McHorney: In terms of basic research, we conducted a series of studies with George Mason University with world-renowned health communication investigators to better understand the ways to approach messaging around the 3C's. We've examined whether it matters if you frame adherence communication negatively or positively. Message framing has been studied extensively in many types of health behaviors from sunscreen use to wearing condoms to cancer screening. The results have been largely mixed. We formally tested whether positive versus negative message framing makes a difference -- not in terms of adherence -- but in terms of the chronically ill patient's intention to adhere. We found that both frames resonated equally well.

The second study tested whether present versus future framing makes a difference. As human beings, we all procrastinate, and we tend to discount things that occur far in the future (such as a myocardial infarction or a stroke). We formally tested whether messages that focused on present vs. future rewards and consequences resonated differently with consumers with chronic disease.
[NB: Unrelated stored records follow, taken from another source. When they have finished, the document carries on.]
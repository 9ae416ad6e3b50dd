use serde_json::{json, Value};

use crate::cli::OutputFormat;
use crate::client::ClientError;
use crate::types::{PermissionFlags, Permissions, UserView};

/// Output a success message in the appropriate format
pub fn output_success(
    output_format: &OutputFormat,
    message: &str,
    data: Option<Value>,
) -> anyhow::Result<()> {
    match output_format {
        OutputFormat::Json => {
            let mut response = json!({
                "success": true,
                "message": message
            });

            if let Some(data_value) = data {
                response["data"] = data_value;
            }

            println!("{}", serde_json::to_string_pretty(&response)?);
        }
        OutputFormat::Text => {
            println!("✓ {}", message);
        }
    }
    Ok(())
}

/// Output an error message in the appropriate format
pub fn output_error(
    output_format: &OutputFormat,
    message: &str,
    error_code: Option<&str>,
) -> anyhow::Result<()> {
    match output_format {
        OutputFormat::Json => {
            let mut response = json!({
                "success": false,
                "error": message
            });

            if let Some(code) = error_code {
                response["error_code"] = json!(code);
            }

            println!("{}", serde_json::to_string_pretty(&response)?);
        }
        OutputFormat::Text => {
            eprintln!("Error: {}", message);
        }
    }
    Ok(())
}

pub fn output_client_error(output_format: &OutputFormat, err: &ClientError) -> anyhow::Result<()> {
    output_error(output_format, &err.to_string(), err.code())
}

/// "add, edit" style summary; "none" when nothing is granted.
pub fn describe_flags(flags: PermissionFlags) -> String {
    let granted: Vec<&str> = [("add", flags.add), ("edit", flags.edit), ("delete", flags.delete)]
        .iter()
        .filter(|(_, on)| *on)
        .map(|(name, _)| *name)
        .collect();
    if granted.is_empty() {
        "none".to_string()
    } else {
        granted.join(", ")
    }
}

pub fn describe_permissions(user: &UserView) -> String {
    match user.permissions {
        Permissions::FullAccess => "full access".to_string(),
        Permissions::Granted(flags) => describe_flags(flags),
    }
}

/// Prints the user list as a table or a JSON array.
pub fn output_users(output_format: &OutputFormat, users: &[UserView]) -> anyhow::Result<()> {
    match output_format {
        OutputFormat::Json => {
            println!("{}", serde_json::to_string_pretty(&json!({ "users": users }))?);
        }
        OutputFormat::Text => {
            if users.is_empty() {
                println!("No users found");
                return Ok(());
            }
            println!("{:<36}  {:<28}  {:<6}  {}", "ID", "EMAIL", "ROLE", "PERMISSIONS");
            for user in users {
                let marker = if user.is_seed { " (seed)" } else { "" };
                println!(
                    "{:<36}  {:<28}  {:<6}  {}{}",
                    user.id,
                    user.email,
                    user.role,
                    describe_permissions(user),
                    marker
                );
            }
        }
    }
    Ok(())
}
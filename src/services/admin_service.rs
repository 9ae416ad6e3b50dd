use std::sync::Arc;

use tracing::{info, warn};
use uuid::Uuid;

use crate::config::AppConfig;
use crate::database::models::UserRecord;
use crate::database::{StoreError, UserOrder, UserStore};
use crate::policy::{self, PolicyError};
use crate::types::{PermissionFlags, Permissions, Role, UserView};

#[derive(Debug, thiserror::Error)]
pub enum AdminError {
    #[error(transparent)]
    Policy(#[from] PolicyError),
    #[error("User {0} not found")]
    UserNotFound(Uuid),
    #[error("User {0} is already an admin")]
    AlreadyAdmin(Uuid),
    #[error("User {0} is not an admin")]
    NotAdmin(Uuid),
    #[error(transparent)]
    Store(#[from] StoreError),
}

/// Role and permission management. Every mutation is seed-only.
pub struct AdminService {
    users: Arc<dyn UserStore>,
    config: Arc<AppConfig>,
}

impl AdminService {
    pub fn new(users: Arc<dyn UserStore>, config: Arc<AppConfig>) -> Self {
        Self { users, config }
    }

    pub async fn list_users(&self, actor: &UserView, order: UserOrder) -> Result<Vec<UserView>, AdminError> {
        policy::require_admin(actor)?;
        let users = self.users.list_users(order).await?;
        Ok(users.iter().map(|u| u.to_view(&self.config.security)).collect())
    }

    /// Promotion without explicit flags persists all-false, never full access,
    /// so a fresh admin must be configured before the manager can close.
    pub async fn make_admin(
        &self,
        actor: &UserView,
        target_id: Uuid,
        permissions: Option<PermissionFlags>,
    ) -> Result<UserView, AdminError> {
        let target = self.load_target(actor, target_id).await?;
        policy::authorize_role_change(actor, &target.to_view(&self.config.security))?;
        if target.role == Role::Admin {
            return Err(AdminError::AlreadyAdmin(target_id));
        }

        let flags = permissions.unwrap_or(PermissionFlags::NONE);
        let updated = self
            .users
            .update_role(target_id, Role::Admin, Permissions::Granted(flags))
            .await?;
        info!("User {} promoted {} to admin with {:?}", actor.id, target_id, flags);
        Ok(updated.to_view(&self.config.security))
    }

    pub async fn revoke_admin(&self, actor: &UserView, target_id: Uuid) -> Result<UserView, AdminError> {
        let target = self.load_target(actor, target_id).await?;
        policy::authorize_role_change(actor, &target.to_view(&self.config.security))?;
        if target.role != Role::Admin {
            return Err(AdminError::NotAdmin(target_id));
        }

        let updated = self
            .users
            .update_role(target_id, Role::User, Permissions::FullAccess)
            .await?;
        info!("User {} revoked admin from {}", actor.id, target_id);
        Ok(updated.to_view(&self.config.security))
    }

    pub async fn update_permissions(
        &self,
        actor: &UserView,
        target_id: Uuid,
        flags: PermissionFlags,
    ) -> Result<UserView, AdminError> {
        let target = self.load_target(actor, target_id).await?;
        policy::authorize_permission_edit(actor, &target.to_view(&self.config.security))?;
        if target.role != Role::Admin {
            return Err(AdminError::NotAdmin(target_id));
        }

        let updated = self
            .users
            .update_permissions(target_id, Permissions::Granted(flags))
            .await?;
        info!("User {} set permissions of {} to {:?}", actor.id, target_id, flags);
        Ok(updated.to_view(&self.config.security))
    }

    /// Rejects non-seed actors before revealing whether the target exists.
    async fn load_target(&self, actor: &UserView, target_id: Uuid) -> Result<UserRecord, AdminError> {
        if !actor.is_seed {
            warn!("User {} attempted a seed-only change on {}", actor.id, target_id);
            return Err(PolicyError::SeedRequired.into());
        }
        self.users
            .find_user(target_id)
            .await?
            .ok_or(AdminError::UserNotFound(target_id))
    }
}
We found that they resonated equally well, which was good news because of the difficulty of messaging effectively about short-term consequences for people who are prescribed medicines for long-term chronic disease.

Frost: What factors do you think are important to improving adherence?

McHorney: After more than 40 years of research and 40,000 articles, most research and most interventions have focused on the patient and ignored the physician's role, the pharmacist's role, and the healthcare system's role in adherence. We need to start conceptualizing and executing multi-factoral and multi-level research. It is possible to segment patients on their propensity to adhere, like with the Adherence Estimator, but there is published research that suggests that some physicians have lots of high-adhering patients and some physicians have lots of low-adhering patients. Many healthcare organizations have this data, and they could look at adherence at the physician level and then investigate what it is about the physician or the office or the practice that yields lots of high-adherence patients or lots of low-adherence patients. A colleague of mine who is a clinician says that if you intervene at the patient level and you change one patient, you can change one patient. If you intervene at the physician level and you change the way a physician communicates and prescribes and interacts, you can changes hundreds — if not thousands — of patients.